Dr. Bray of Medifem Multi-specialist Hospital and Fertility Centre says Rheumatoid Arthritis is an autoimmune condition because, instead of the body’s immune system fighting pathogens such as viruses and bacteria, it rather attacks the healthy cells and organs in the body. The cause of Rheumatoid Arthritis is not yet known, but Dr. Bray says research is being undertaken to determine the cause.


How to detect

Being a disease of the joint, Rheumatoid Arthritis is detected following a severe or mild pain, a swelling, stiffness and a loss of function (numbness) at the wrist, ankle, knee, and elbow. In extreme cases, “the disease can be life threatening when it affects vital organs like the eyes, mouth, lungs, heart, skin, and blood vessels,” Dr. Bray said.


Who can have RA?

People who suffer Rheumatoid Arthritis usually fall between the ages 35 to 50. The condition is said to be very predisposed or common in women (over 55) than in men. The reason why this is so is not widely known. Rheumatoid Arthritis can also affect children, in which case it is called Juvenile Rheumatoid Arthritis.



Effective treatment of Rheumatoid Arthritis begins with a diagnostic test. Doctors gather information about the patient from his/her medical history. According to Dr.
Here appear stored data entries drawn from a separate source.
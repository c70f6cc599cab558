//! Common test utilities for integration tests
//!
//! Provides shared fixtures used across multiple integration test files.

use credscope::{Context, CredentialBinding, CredentialRecord, CredentialsProvider};

/// Record for the first tenant in the canonical scenario
#[allow(dead_code)]
pub fn tenant_a() -> CredentialRecord {
    CredentialRecord::new("tenant-A", "AKIA...", "s3cr3t")
}

/// Record for the second tenant in the canonical scenario
#[allow(dead_code)]
pub fn tenant_b() -> CredentialRecord {
    CredentialRecord::new("tenant-B", "AKIB...", "other")
}

/// Resolve `id` from `ctx` and return its key material as a tuple
#[allow(dead_code)]
pub fn material(binding: &CredentialBinding, ctx: &Context, id: &str) -> (String, String) {
    let pair = binding
        .resolve(ctx, id)
        .unwrap_or_else(|e| panic!("resolve {id} failed: {e}"))
        .retrieve();
    (pair.access_key_id, pair.secret_access_key)
}

/// Resolve the default record from `ctx` and return its key material
#[allow(dead_code)]
pub fn default_material(binding: &CredentialBinding, ctx: &Context) -> (String, String) {
    let pair = binding
        .resolve_default(ctx)
        .unwrap_or_else(|e| panic!("resolve_default failed: {e}"))
        .retrieve();
    (pair.access_key_id, pair.secret_access_key)
}

/// Setup test logging
///
/// Initializes tracing subscriber for test output.
/// Call this at the beginning of tests that need logging.
#[allow(dead_code)]
pub fn setup_test_logging() {
    use tracing_subscriber::fmt;

    let _ = fmt()
        .with_test_writer()
        .with_max_level(tracing::Level::DEBUG)
        .try_init();
}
Bray, doctors use this information to conduct further laboratory test, which involves using an antibody called Anti-CCP (cyclic citrullinated peptide).

Anti-CCP helps to distinguish Rheumatoid Arthritis from other inflammatory types of arthritis. Doctors also administer Non-Steroidal Anti-Inflammatory Drugs (NSAIDS e.g. Ibuprofen, naproxen) to reduce pain, stiffness, fever and inflammation. One other medication used is the Disease-Modifying Anti-Rheumatic Drugs (DMARDs). Examples of these drugs include Hydroxychloroquine – used for mild rheumatoid arthritis, as well as methotrexate. The last viable option of effectively treating Rheumatoid Arthritis is by Surgery.



Dr. Bray advice that people bear in mind the outcome of self-treatment for any health condition can be critical to one’s health and survival; “Rather than doing self-treatment, which in most cases is done poorly, it’s important and safe to visit your doctor or the nearest hospital for medical attention. Always know that the earlier you report your health problem, the earlier treatment is initiated,” she said.